What are we talking about today?

Some days have themes. I don't necessarily post something in each of these topic areas every week.

Sunday: Church-related or spiritual things.
Monday: Running.
Tuesday: Books.
Wednesday: Transportation.
Friday: Green living.

09 May 2015

In More Ways Than One

This is the graphic I usually use when
I write about being a non-trad. I've
used it for so long I can't remember
where I got it.
Many, many times in the course of the last five years, I've talked about the fun involved in being a non-traditional student. That mostly went away when I started grad school, since going to grad school in your mid-30s is not that unusual, but it's not like I've forgotten that a good chunk of my friends and acquaintances in Austin are 12-15 years younger than I. (I've tried to forget. I don't actually like thinking about the differences between us. But the differences come up sometimes.)

So it's been on my mind the past couple of months that not only did I do college weird, but I also made it weird for others. I don't know why I didn't think about this before now. I probably should have figured it out, given the number of questions about long-term relationships that I used to field on a daily basis, or the time one of my classmates said during a TV-centered conversation, "You watch Friends? But that's our parents' show!" and I had to lie down.

But obviously Peak Weird (God, please let this be the peak!) for my college friends was reached a couple of months ago, when the post-college whirl of engagements and weddings was interrupted by the news that one of their classmates had lost a spouse. When so many of my young friends are still undecided about whether a long-term commitment to one person is even something they're interested in, this happens.

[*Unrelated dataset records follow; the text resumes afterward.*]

//! `splitgrid-recon`: expense aggregation and two-grid synchronization.
//!
//! Engine crate: reads the ledger through `LedgerStore`, writes cells
//! through `GridStore`. No CLI or file IO here.

pub mod aggregate;
pub mod engine;
pub mod error;
pub mod gate;
pub mod model;
pub mod reconcile;
pub mod store;

pub use aggregate::aggregate_records;
pub use engine::{Orchestrator, SyncContext};
pub use error::SyncError;
pub use gate::{Admission, CycleGate, CycleGuard, CycleKey};
pub use model::{
    Aggregates, CategoryTotals, CellFailure, CellWrite, CycleOutcome, GridReport, LedgerSnapshot,
    SyncMeta, SyncResult,
};
pub use reconcile::{plan_cells, reconcile, reconcile_filtered, retry_failed_writes, GridSide, GridTargets, PlannedCell};
pub use store::{GridError, GridStore, LedgerError, LedgerStore, MemoryGrid, MemoryLedger};
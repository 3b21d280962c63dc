//! Money in integer minor units (cents).
//!
//! Amounts never touch floating point inside the engine. Decimal text is
//! parsed once at the edge and formatted back only for display or for
//! remote grids that want a decimal string.

use std::fmt;

#[derive(Debug, Clone, PartialEq, Eq)]
pub enum AmountError {
    /// Input was empty after trimming.
    Empty,
    /// Input is not a plain decimal number.
    Invalid(String),
    /// More than two fractional digits.
    TooPrecise(String),
    /// Negative amounts are not expenses.
    Negative(String),
    /// Value does not fit in i64 cents.
    Overflow(String),
}

impl fmt::Display for AmountError {
    fn fmt(&self, f: &mut fmt::Formatter<'_>) -> fmt::Result {
        match self {
            Self::Empty => write!(f, "amount is empty"),
            Self::Invalid(s) => write!(f, "cannot parse amount '{s}'"),
            Self::TooPrecise(s) => write!(f, "amount '{s}' has more than 2 decimal places"),
            Self::Negative(s) => write!(f, "amount '{s}' is negative"),
            Self::Overflow(s) => write!(f, "amount '{s}' is too large"),
        }
    }
}

impl std::error::Error for AmountError {}

/// Parse a decimal amount ("10", "10.5", "10.01", "10,01") into cents.
///
/// A comma is accepted as the decimal separator since spreadsheet locales
/// hand values back that way.
pub fn parse_amount(input: &str) -> Result<i64, AmountError> {
    let s = input.trim();
    if s.is_empty() {
        return Err(AmountError::Empty);
    }
    if s.starts_with('-') {
        return Err(AmountError::Negative(s.to_string()));
    }
    let s_norm = s.strip_prefix('+').unwrap_or(s).replace(',', ".");

    let (whole, frac) = match s_norm.split_once('.') {
        Some((w, f)) => (w, f),
        None => (s_norm.as_str(), ""),
    };
    if whole.is_empty() && frac.is_empty() {
        return Err(AmountError::Invalid(s.to_string()));
    }
    if !whole.chars().all(|c| c.is_ascii_digit()) || !frac.chars().all(|c| c.is_ascii_digit()) {
        return Err(AmountError::Invalid(s.to_string()));
    }
    if frac.len() > 2 {
        return Err(AmountError::TooPrecise(s.to_string()));
    }

    let whole_val: i64 = if whole.is_empty() {
        0
    } else {
        whole.parse().map_err(|_| AmountError::Overflow(s.to_string()))?
    };
    let frac_val: i64 = match frac.len() {
        0 => 0,
        1 => frac.parse::<i64>().map(|v| v * 10).unwrap_or(0),
        _ => frac.parse::<i64>().unwrap_or(0),
    };

    whole_val
        .checked_mul(100)
        .and_then(|v| v.checked_add(frac_val))
        .ok_or_else(|| AmountError::Overflow(s.to_string()))
}

/// Format cents as a plain decimal string with two places ("5.01", "-0.30").
pub fn format_cents(cents: i64) -> String {
    let sign = if cents < 0 { "-" } else { "" };
    let abs = cents.unsigned_abs();
    format!("{sign}{}.{:02}", abs / 100, abs % 100)
}

/// Split a shared amount between the two parties.
///
/// Returns `(initiator_half, other_half)`. The initiating owner's half
/// carries the odd cent, so the halves always sum to `amount_cents`.
pub fn split_shared(amount_cents: i64) -> (i64, i64) {
    let other = amount_cents / 2;
    (amount_cents - other, other)
}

And I would be remiss if I didn't give my UT friends all the credit and kudos in the world, because the outpouring of support and kindness I've received from them is just as real and heartfelt and thoughtful and appreciated as it has been from every other group of friends I've managed to collect. Some of them came to the funeral. Some sent cards. One of them took the time to find just the right poem that she thought would lift my spirits (it did). All of them have sent text messages or Facebook messages or phone calls that have brightened my day and reminded me of just how blessed I have been in this chapter of my life, the chapter called "college," the one I'm finally leaving behind after this weekend.

But the point is, you're not supposed to be summoned to a classmate's spouse's funeral a couple years after graduating college. That's just not the way it's meant to be... and yet it happens. And while I would rather have not been non-traditional in this particular sense, had I been given the choice, I don't think I'd trade all the other senses of the word for anything.

1 comment:

Anonymous said...

True friendship has nothing to do with age...gender...or even species for that matter.